Light music composition by Ronald Binge

Elizabethan Serenade is a light music composition by Ronald Binge. When it was first played in a 1951 radio broadcast by the Mantovani orchestra, it was titled "Andante Cantabile", although the original orchestral manuscript parts in Binge's own hand show the title "The Man in the Street" (possibly the title of an early television documentary). The name was altered by the composer to reflect the post-war optimism of a "new Elizabethan Age" that began with the accession of Queen Elizabeth II in February 1952.

The piece won Binge an Ivor Novello Award and also had chart success in Germany (recorded by the Günther Kallmann Choir in 1962) and South Africa. A version with lyrics by poet Christopher Hassall called "Where the Gentle Avon Flows" was released, and the work also had lyrics added in German, Czech, Norwegian, Swedish, Finnish, Dutch, Danish and French. The piece was used as the signature tune to Music in Miniature on the BBC Light Programme.

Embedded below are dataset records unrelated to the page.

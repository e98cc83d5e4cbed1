//! Test utilities for inflow-core
//!
//! Provides a mock provider API server covering the OAuth token endpoint
//! and Plaid-shaped data endpoints. The token endpoint counts refresh
//! grants, which is how the vault's single-flight behavior is asserted.

use std::net::SocketAddr;
use std::sync::atomic::{AtomicBool, AtomicUsize, Ordering};
use std::sync::Arc;

use axum::extract::State;
use axum::http::StatusCode;
use axum::response::IntoResponse;
use axum::routing::post;
use axum::{Json, Router};
use serde_json::json;
use tokio::sync::oneshot;

#[derive(Default)]
struct ServerState {
    refresh_calls: AtomicUsize,
    reject_refresh: AtomicBool,
}

/// Mock provider server for testing
pub struct MockProviderServer {
    addr: SocketAddr,
    state: Arc<ServerState>,
    shutdown_tx: Option<oneshot::Sender<()>>,
}

impl MockProviderServer {
    /// Start the mock server on an available port
    pub async fn start() -> Self {
        let state = Arc::new(ServerState::default());

        let app = Router::new()
            .route("/oauth/token", post(handle_token))
            .route("/accounts/get", post(handle_accounts))
            .route("/transactions/get", post(handle_transactions))
            .with_state(state.clone());

        let listener = tokio::net::TcpListener::bind("127.0.0.1:0").await.unwrap();
        let addr = listener.local_addr().unwrap();

        let (shutdown_tx, shutdown_rx) = oneshot::channel();

        tokio::spawn(async move {
            axum::serve(listener, app)
                .with_graceful_shutdown(async {
                    shutdown_rx.await.ok();
                })
                .await
                .unwrap();
        });

        Self {
            addr,
            state,
            shutdown_tx: Some(shutdown_tx),
        }
    }

    /// Get the base URL for this mock server
    pub fn url(&self) -> String {
        format!("http://{}", self.addr)
    }

    /// How many refresh grants the token endpoint has received,
    /// rejected ones included
    pub fn refresh_calls(&self) -> usize {
        self.state.refresh_calls.load(Ordering::SeqCst)
    }

    /// Make the token endpoint reject refresh grants with 400
    /// (simulates a revoked refresh token)
    pub fn set_reject_refresh(&self, reject: bool) {
        self.state.reject_refresh.store(reject, Ordering::SeqCst);
    }

    /// Stop the mock server
    pub fn stop(&mut self) {
        if let Some(tx) = self.shutdown_tx.take() {
            let _ = tx.send(());
        }
    }
}

impl Drop for MockProviderServer {
    fn drop(&mut self) {
        self.stop();
    }
}

async fn handle_token(State(state): State<Arc<ServerState>>) -> impl IntoResponse {
    // Widen the race window so concurrent callers pile up on the keyed lock
    tokio::time::sleep(std::time::Duration::from_millis(50)).await;

    // Rejected grants count too: single-flight must hold on the failure
    // path as much as on success
    let n = state.refresh_calls.fetch_add(1, Ordering::SeqCst) + 1;

    if state.reject_refresh.load(Ordering::SeqCst) {
        return (
            StatusCode::BAD_REQUEST,
            Json(json!({ "error": "invalid_grant" })),
        );
    }

    (
        StatusCode::OK,
        Json(json!({
            "access_token": format!("refreshed-{}", n),
            "refresh_token": format!("rotated-{}", n),
            "expires_in": 3600,
        })),
    )
}

async fn handle_accounts(State(_state): State<Arc<ServerState>>) -> Json<serde_json::Value> {
    Json(json!({
        "accounts": [
            {
                "account_id": "mock-acct-1",
                "name": "Everyday Checking",
                "type": "checking",
                "balances": { "current": 2500.00, "iso_currency_code": "USD" }
            }
        ]
    }))
}

async fn handle_transactions(State(_state): State<Arc<ServerState>>) -> Json<serde_json::Value> {
    Json(json!({
        "transactions": [
            {
                "transaction_id": "mock-tx-1",
                "account_id": "mock-acct-1",
                "amount": 15.99,
                "date": "2026-02-03",
                "name": "NETFLIX.COM 866-579-7172",
                "merchant_name": "Netflix",
                "location": null,
                "personal_finance_category": { "primary": "ENTERTAINMENT" }
            }
        ]
    }))
}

In 1968, a reggae version titled "Elizabeth Reggay" by Boris Gardiner & the Love People was released. It was re-issued as "Elizabethan Reggae", with a different B-side, in 1969 (initially erroneously credited to the track's producer, Byron Lee and the Dragonaires) and later covered by Bad Manners.

In 1982, Louise Tucker recorded a different vocal version titled "Only For You" on the album Midnight Blue.